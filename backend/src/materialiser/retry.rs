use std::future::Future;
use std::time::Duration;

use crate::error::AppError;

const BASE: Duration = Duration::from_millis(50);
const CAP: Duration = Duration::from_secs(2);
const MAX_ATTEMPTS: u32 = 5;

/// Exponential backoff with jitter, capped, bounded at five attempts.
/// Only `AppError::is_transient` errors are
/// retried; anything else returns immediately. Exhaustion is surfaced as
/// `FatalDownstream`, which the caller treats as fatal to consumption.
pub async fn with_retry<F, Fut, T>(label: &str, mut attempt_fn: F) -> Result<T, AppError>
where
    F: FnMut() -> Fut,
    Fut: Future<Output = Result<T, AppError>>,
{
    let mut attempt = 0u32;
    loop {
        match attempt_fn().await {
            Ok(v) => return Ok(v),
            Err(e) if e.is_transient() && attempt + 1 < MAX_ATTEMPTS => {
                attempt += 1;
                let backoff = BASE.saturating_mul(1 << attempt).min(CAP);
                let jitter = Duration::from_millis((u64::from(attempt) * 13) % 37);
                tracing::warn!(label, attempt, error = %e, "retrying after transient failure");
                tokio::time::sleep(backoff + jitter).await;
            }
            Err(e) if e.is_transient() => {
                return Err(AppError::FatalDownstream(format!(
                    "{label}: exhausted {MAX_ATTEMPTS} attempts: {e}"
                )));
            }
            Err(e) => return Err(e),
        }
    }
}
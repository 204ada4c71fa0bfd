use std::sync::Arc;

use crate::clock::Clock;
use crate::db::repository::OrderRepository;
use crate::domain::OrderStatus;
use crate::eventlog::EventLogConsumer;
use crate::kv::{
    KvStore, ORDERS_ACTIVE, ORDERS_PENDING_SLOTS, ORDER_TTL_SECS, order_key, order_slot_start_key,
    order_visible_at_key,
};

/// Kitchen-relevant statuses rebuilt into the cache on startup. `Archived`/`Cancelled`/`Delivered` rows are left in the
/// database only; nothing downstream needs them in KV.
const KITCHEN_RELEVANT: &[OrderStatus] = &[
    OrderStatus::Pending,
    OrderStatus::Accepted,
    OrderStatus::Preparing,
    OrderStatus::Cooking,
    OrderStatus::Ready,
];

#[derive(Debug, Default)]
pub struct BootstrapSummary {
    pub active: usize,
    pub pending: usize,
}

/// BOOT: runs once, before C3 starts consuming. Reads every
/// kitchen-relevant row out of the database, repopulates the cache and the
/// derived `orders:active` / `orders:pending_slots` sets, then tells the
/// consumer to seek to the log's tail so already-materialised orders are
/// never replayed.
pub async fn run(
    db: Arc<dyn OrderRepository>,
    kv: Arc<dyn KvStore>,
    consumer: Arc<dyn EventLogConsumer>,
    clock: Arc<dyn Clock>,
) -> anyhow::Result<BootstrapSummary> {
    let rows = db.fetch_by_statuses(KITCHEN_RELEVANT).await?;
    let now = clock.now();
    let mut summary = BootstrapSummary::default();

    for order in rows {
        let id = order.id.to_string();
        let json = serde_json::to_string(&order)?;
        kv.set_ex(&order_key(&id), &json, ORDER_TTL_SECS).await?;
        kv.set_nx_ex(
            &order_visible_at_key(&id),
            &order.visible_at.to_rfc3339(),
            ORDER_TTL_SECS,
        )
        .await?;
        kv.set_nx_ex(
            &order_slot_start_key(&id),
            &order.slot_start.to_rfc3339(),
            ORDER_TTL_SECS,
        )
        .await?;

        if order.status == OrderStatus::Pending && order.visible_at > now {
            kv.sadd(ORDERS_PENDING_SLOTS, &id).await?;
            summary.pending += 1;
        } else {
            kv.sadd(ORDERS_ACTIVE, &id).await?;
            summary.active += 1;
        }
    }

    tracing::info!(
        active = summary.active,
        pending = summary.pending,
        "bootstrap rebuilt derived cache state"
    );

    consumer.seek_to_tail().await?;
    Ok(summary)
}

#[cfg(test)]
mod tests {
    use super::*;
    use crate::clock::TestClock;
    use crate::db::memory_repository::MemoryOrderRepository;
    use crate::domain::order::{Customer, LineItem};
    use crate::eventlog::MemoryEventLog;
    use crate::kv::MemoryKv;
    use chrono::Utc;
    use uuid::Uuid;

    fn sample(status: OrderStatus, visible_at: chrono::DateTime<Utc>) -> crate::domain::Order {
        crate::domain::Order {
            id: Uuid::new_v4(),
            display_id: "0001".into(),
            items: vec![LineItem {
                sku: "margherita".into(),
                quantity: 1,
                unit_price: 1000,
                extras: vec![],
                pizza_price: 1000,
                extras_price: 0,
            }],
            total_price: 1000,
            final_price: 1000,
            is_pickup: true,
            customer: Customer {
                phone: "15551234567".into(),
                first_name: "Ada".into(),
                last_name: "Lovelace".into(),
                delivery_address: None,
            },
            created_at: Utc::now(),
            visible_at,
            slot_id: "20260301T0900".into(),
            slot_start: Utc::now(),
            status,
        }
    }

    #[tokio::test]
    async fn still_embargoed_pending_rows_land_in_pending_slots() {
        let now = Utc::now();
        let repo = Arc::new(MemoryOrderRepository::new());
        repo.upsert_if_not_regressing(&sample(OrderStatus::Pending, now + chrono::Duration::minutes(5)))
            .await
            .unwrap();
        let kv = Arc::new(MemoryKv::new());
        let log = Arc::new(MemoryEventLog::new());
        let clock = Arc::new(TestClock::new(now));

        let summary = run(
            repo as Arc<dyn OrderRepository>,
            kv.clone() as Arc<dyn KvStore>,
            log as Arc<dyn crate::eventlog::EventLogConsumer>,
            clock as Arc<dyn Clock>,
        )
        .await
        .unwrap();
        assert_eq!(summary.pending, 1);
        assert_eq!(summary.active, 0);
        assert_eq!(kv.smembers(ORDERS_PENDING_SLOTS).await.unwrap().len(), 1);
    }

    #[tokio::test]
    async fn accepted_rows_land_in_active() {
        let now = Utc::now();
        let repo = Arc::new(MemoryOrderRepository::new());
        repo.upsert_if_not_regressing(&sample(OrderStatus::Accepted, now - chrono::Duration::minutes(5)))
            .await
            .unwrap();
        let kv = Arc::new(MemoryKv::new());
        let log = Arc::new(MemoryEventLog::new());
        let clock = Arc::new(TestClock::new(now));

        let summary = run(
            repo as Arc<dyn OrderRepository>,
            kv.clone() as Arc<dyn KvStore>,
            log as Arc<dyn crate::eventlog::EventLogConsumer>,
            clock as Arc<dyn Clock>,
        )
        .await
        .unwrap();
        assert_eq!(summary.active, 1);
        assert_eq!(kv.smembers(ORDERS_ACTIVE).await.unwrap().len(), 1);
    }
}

__________

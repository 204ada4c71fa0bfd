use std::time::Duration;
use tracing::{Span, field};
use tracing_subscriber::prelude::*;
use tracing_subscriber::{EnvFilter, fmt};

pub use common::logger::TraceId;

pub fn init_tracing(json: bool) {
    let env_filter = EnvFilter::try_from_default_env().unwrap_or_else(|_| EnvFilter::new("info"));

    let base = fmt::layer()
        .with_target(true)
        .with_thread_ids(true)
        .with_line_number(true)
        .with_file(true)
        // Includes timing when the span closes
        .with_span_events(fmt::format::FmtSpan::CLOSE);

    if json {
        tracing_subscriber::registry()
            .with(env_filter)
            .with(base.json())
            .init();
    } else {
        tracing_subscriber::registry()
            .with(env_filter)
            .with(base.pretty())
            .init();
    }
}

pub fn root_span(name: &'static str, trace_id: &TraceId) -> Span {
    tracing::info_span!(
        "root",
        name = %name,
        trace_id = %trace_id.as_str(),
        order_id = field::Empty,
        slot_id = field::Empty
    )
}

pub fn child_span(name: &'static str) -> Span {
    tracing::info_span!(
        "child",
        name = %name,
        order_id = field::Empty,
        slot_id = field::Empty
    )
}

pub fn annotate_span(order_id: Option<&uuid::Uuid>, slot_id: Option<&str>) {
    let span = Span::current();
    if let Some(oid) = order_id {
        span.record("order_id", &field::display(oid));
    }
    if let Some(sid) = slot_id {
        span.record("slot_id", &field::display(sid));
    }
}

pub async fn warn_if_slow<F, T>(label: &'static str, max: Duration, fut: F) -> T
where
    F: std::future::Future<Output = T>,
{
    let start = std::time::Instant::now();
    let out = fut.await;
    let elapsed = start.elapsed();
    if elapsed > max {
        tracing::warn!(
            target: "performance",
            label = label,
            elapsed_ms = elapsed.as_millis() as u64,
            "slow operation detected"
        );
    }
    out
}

__________

§ Task statement: Looking at the records above, return exactly the lines from the line with "left in the" to the line with "let id = order.id.to_string();", both ends included.

§ Reply:
/// Kitchen-relevant statuses rebuilt into the cache on startup. `Archived`/`Cancelled`/`Delivered` rows are left in the
/// database only; nothing downstream needs them in KV.
const KITCHEN_RELEVANT: &[OrderStatus] = &[
    OrderStatus::Pending,
    OrderStatus::Accepted,
    OrderStatus::Preparing,
    OrderStatus::Cooking,
    OrderStatus::Ready,
];

#[derive(Debug, Default)]
pub struct BootstrapSummary {
    pub active: usize,
    pub pending: usize,
}

/// BOOT: runs once, before C3 starts consuming. Reads every
/// kitchen-relevant row out of the database, repopulates the cache and the
/// derived `orders:active` / `orders:pending_slots` sets, then tells the
/// consumer to seek to the log's tail so already-materialised orders are
/// never replayed.
pub async fn run(
    db: Arc<dyn OrderRepository>,
    kv: Arc<dyn KvStore>,
    consumer: Arc<dyn EventLogConsumer>,
    clock: Arc<dyn Clock>,
) -> anyhow::Result<BootstrapSummary> {
    let rows = db.fetch_by_statuses(KITCHEN_RELEVANT).await?;
    let now = clock.now();
    let mut summary = BootstrapSummary::default();

    for order in rows {
        let id = order.id.to_string();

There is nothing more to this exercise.